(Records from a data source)
>>>>>

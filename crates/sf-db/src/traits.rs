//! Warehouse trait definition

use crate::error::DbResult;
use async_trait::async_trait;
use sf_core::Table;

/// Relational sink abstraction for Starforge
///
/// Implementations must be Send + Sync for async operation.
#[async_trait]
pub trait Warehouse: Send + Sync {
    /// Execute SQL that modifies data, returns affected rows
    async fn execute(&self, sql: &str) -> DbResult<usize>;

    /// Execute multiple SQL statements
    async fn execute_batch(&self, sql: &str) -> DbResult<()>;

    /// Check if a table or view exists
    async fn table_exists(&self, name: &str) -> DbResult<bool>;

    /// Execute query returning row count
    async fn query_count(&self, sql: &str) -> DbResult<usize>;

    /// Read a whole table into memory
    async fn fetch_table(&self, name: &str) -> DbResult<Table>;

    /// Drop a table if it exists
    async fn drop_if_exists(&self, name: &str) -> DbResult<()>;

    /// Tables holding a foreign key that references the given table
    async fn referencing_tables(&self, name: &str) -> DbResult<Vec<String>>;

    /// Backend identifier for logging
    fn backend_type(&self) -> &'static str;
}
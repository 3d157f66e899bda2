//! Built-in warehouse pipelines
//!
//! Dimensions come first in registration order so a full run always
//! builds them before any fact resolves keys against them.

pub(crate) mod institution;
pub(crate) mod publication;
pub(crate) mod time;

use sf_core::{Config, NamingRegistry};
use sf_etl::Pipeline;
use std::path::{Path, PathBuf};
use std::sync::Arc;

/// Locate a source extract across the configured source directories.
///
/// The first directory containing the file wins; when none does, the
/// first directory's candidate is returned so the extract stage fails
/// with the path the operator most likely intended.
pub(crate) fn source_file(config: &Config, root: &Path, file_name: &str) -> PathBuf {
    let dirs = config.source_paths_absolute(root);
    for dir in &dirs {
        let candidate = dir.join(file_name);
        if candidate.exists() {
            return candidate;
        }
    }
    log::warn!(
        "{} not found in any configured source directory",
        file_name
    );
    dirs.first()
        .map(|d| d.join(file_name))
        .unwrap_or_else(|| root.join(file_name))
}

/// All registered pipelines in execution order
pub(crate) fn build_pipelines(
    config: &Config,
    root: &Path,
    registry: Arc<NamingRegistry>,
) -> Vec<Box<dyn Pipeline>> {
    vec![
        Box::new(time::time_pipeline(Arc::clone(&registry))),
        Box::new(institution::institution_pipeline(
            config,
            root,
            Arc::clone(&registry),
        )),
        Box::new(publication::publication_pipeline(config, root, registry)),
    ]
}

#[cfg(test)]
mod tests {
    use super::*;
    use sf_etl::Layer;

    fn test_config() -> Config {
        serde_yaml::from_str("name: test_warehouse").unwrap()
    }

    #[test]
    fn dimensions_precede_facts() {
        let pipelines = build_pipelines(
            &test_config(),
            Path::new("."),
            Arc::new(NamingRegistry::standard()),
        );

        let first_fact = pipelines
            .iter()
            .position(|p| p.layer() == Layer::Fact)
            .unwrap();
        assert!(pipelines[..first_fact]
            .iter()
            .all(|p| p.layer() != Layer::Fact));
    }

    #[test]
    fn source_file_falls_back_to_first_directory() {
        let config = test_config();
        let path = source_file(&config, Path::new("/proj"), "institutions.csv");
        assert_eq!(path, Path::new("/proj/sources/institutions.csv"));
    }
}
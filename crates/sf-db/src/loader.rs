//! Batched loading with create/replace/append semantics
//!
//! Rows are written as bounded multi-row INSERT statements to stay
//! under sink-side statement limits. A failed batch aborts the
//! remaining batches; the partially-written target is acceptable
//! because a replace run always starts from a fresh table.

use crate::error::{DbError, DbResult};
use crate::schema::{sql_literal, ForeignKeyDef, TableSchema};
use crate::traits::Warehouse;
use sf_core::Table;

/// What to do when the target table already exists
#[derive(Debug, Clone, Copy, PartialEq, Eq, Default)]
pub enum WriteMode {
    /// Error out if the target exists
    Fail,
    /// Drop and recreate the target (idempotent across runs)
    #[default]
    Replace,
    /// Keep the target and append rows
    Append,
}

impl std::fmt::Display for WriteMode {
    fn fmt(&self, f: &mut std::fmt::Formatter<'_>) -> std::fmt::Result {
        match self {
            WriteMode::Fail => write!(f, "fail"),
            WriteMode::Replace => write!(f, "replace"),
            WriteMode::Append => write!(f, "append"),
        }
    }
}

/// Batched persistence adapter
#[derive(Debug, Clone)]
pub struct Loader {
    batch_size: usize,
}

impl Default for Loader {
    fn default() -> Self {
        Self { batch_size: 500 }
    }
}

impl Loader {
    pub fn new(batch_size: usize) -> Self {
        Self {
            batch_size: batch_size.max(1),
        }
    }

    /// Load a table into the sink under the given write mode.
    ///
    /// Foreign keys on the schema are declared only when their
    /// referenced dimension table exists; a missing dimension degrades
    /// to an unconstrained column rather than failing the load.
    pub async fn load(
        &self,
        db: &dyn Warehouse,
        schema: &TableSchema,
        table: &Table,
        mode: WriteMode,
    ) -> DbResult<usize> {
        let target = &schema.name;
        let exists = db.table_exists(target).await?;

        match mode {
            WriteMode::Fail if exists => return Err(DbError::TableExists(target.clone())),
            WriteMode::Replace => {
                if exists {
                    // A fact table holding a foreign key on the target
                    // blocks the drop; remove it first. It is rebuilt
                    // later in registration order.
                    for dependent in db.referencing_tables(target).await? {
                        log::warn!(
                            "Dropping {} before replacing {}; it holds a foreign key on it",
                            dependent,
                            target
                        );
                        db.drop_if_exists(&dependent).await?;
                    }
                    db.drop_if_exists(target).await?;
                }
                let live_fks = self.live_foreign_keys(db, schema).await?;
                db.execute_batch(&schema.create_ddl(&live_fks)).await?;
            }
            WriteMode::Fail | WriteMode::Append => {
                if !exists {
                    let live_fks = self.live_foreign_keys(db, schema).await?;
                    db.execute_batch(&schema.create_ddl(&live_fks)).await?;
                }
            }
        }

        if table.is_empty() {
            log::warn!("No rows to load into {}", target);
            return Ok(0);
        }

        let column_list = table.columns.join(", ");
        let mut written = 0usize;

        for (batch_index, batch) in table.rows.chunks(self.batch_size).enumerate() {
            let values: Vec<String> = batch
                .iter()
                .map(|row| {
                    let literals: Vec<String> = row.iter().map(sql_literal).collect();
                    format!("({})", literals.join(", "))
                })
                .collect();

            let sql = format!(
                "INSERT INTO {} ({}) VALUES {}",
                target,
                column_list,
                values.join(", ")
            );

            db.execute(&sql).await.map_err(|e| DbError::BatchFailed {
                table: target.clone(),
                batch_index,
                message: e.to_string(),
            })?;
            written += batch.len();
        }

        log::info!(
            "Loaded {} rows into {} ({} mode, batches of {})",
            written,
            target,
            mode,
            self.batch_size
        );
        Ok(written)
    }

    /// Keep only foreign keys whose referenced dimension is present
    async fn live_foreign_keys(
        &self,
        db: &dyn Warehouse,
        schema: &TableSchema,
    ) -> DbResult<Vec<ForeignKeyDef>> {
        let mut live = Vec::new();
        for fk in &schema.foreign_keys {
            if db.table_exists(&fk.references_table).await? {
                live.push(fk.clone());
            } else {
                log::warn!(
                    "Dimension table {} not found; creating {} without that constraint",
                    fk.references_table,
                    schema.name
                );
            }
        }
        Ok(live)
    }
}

<<<<<

§ **EXERCISE DIRECTIONS**
Repeat the records. Match them exactly.

§ **ANSWER FOR THE TASK**
filename crates/sf-db/src/traits.rs
//! Warehouse trait definition

use crate::error::DbResult;
use async_trait::async_trait;
use sf_core::Table;

/// Relational sink abstraction for Starforge
///
/// Implementations must be Send + Sync for async operation.
#[async_trait]
pub trait Warehouse: Send + Sync {
    /// Execute SQL that modifies data, returns affected rows
    async fn execute(&self, sql: &str) -> DbResult<usize>;

    /// Execute multiple SQL statements
    async fn execute_batch(&self, sql: &str) -> DbResult<()>;

    /// Check if a table or view exists
    async fn table_exists(&self, name: &str) -> DbResult<bool>;

    /// Execute query returning row count
    async fn query_count(&self, sql: &str) -> DbResult<usize>;

    /// Read a whole table into memory
    async fn fetch_table(&self, name: &str) -> DbResult<Table>;

    /// Drop a table if it exists
    async fn drop_if_exists(&self, name: &str) -> DbResult<()>;

    /// Tables holding a foreign key that references the given table
    async fn referencing_tables(&self, name: &str) -> DbResult<Vec<String>>;

    /// Backend identifier for logging
    fn backend_type(&self) -> &'static str;
}
repository 3d157f66e899bda2
//! Built-in warehouse pipelines
//!
//! Dimensions come first in registration order so a full run always
//! builds them before any fact resolves keys against them.

pub(crate) mod institution;
pub(crate) mod publication;
pub(crate) mod time;

use sf_core::{Config, NamingRegistry};
use sf_etl::Pipeline;
use std::path::{Path, PathBuf};
use std::sync::Arc;

/// Locate a source extract across the configured source directories.
///
/// The first directory containing the file wins; when none does, the
/// first directory's candidate is returned so the extract stage fails
/// with the path the operator most likely intended.
pub(crate) fn source_file(config: &Config, root: &Path, file_name: &str) -> PathBuf {
    let dirs = config.source_paths_absolute(root);
    for dir in &dirs {
        let candidate = dir.join(file_name);
        if candidate.exists() {
            return candidate;
        }
    }
    log::warn!(
        "{} not found in any configured source directory",
        file_name
    );
    dirs.first()
        .map(|d| d.join(file_name))
        .unwrap_or_else(|| root.join(file_name))
}

/// All registered pipelines in execution order
pub(crate) fn build_pipelines(
    config: &Config,
    root: &Path,
    registry: Arc<NamingRegistry>,
) -> Vec<Box<dyn Pipeline>> {
    vec![
        Box::new(time::time_pipeline(Arc::clone(&registry))),
        Box::new(institution::institution_pipeline(
            config,
            root,
            Arc::clone(&registry),
        )),
        Box::new(publication::publication_pipeline(config, root, registry)),
    ]
}

#[cfg(test)]
mod tests {
    use super::*;
    use sf_etl::Layer;

    fn test_config() -> Config {
        serde_yaml::from_str("name: test_warehouse").unwrap()
    }

    #[test]
    fn dimensions_precede_facts() {
        let pipelines = build_pipelines(
            &test_config(),
            Path::new("."),
            Arc::new(NamingRegistry::standard()),
        );

        let first_fact = pipelines
            .iter()
            .position(|p| p.layer() == Layer::Fact)
            .unwrap();
        assert!(pipelines[..first_fact]
            .iter()
            .all(|p| p.layer() != Layer::Fact));
    }

    #[test]
    fn source_file_falls_back_to_first_directory() {
        let config = test_config();
        let path = source_file(&config, Path::new("/proj"), "institutions.csv");
        assert_eq!(path, Path::new("/proj/sources/institutions.csv"));
    }
}
filename crates/sf-db/src/loader.rs
//! Batched loading with create/replace/append semantics
//!
//! Rows are written as bounded multi-row INSERT statements to stay
//! under sink-side statement limits. A failed batch aborts the
//! remaining batches; the partially-written target is acceptable
//! because a replace run always starts from a fresh table.

use crate::error::{DbError, DbResult};
use crate::schema::{sql_literal, ForeignKeyDef, TableSchema};
use crate::traits::Warehouse;
use sf_core::Table;

/// What to do when the target table already exists
#[derive(Debug, Clone, Copy, PartialEq, Eq, Default)]
pub enum WriteMode {
    /// Error out if the target exists
    Fail,
    /// Drop and recreate the target (idempotent across runs)
    #[default]
    Replace,
    /// Keep the target and append rows
    Append,
}

impl std::fmt::Display for WriteMode {
    fn fmt(&self, f: &mut std::fmt::Formatter<'_>) -> std::fmt::Result {
        match self {
            WriteMode::Fail => write!(f, "fail"),
            WriteMode::Replace => write!(f, "replace"),
            WriteMode::Append => write!(f, "append"),
        }
    }
}

/// Batched persistence adapter
#[derive(Debug, Clone)]
pub struct Loader {
    batch_size: usize,
}

impl Default for Loader {
    fn default() -> Self {
        Self { batch_size: 500 }
    }
}

impl Loader {
    pub fn new(batch_size: usize) -> Self {
        Self {
            batch_size: batch_size.max(1),
        }
    }

    /// Load a table into the sink under the given write mode.
    ///
    /// Foreign keys on the schema are declared only when their
    /// referenced dimension table exists; a missing dimension degrades
    /// to an unconstrained column rather than failing the load.
    pub async fn load(
        &self,
        db: &dyn Warehouse,
        schema: &TableSchema,
        table: &Table,
        mode: WriteMode,
    ) -> DbResult<usize> {
        let target = &schema.name;
        let exists = db.table_exists(target).await?;

        match mode {
            WriteMode::Fail if exists => return Err(DbError::TableExists(target.clone())),
            WriteMode::Replace => {
                if exists {
                    // A fact table holding a foreign key on the target
                    // blocks the drop; remove it first. It is rebuilt
                    // later in registration order.
                    for dependent in db.referencing_tables(target).await? {
                        log::warn!(
                            "Dropping {} before replacing {}; it holds a foreign key on it",
                            dependent,
                            target
                        );
                        db.drop_if_exists(&dependent).await?;
                    }
                    db.drop_if_exists(target).await?;
                }
                let live_fks = self.live_foreign_keys(db, schema).await?;
                db.execute_batch(&schema.create_ddl(&live_fks)).await?;
            }
            WriteMode::Fail | WriteMode::Append => {
                if !exists {
                    let live_fks = self.live_foreign_keys(db, schema).await?;
                    db.execute_batch(&schema.create_ddl(&live_fks)).await?;
                }
            }
        }

        if table.is_empty() {
            log::warn!("No rows to load into {}", target);
            return Ok(0);
        }

        let column_list = table.columns.join(", ");
        let mut written = 0usize;

        for (batch_index, batch) in table.rows.chunks(self.batch_size).enumerate() {
            let values: Vec<String> = batch
                .iter()
                .map(|row| {
                    let literals: Vec<String> = row.iter().map(sql_literal).collect();
                    format!("({})", literals.join(", "))
                })
                .collect();

            let sql = format!(
                "INSERT INTO {} ({}) VALUES {}",
                target,
                column_list,
                values.join(", ")
            );

            db.execute(&sql).await.map_err(|e| DbError::BatchFailed {
                table: target.clone(),
                batch_index,
                message: e.to_string(),
            })?;
            written += batch.len();
        }

        log::info!(
            "Loaded {} rows into {} ({} mode, batches of {})",
            written,
            target,
            mode,
            self.batch_size
        );
        Ok(written)
    }

    /// Keep only foreign keys whose referenced dimension is present
    async fn live_foreign_keys(
        &self,
        db: &dyn Warehouse,
        schema: &TableSchema,
    ) -> DbResult<Vec<ForeignKeyDef>> {
        let mut live = Vec::new();
        for fk in &schema.foreign_keys {
            if db.table_exists(&fk.references_table).await? {
                live.push(fk.clone());
            } else {
                log::warn!(
                    "Dimension table {} not found; creating {} without that constraint",
                    fk.references_table,
                    schema.name
                );
            }
        }
        Ok(live)
    }
}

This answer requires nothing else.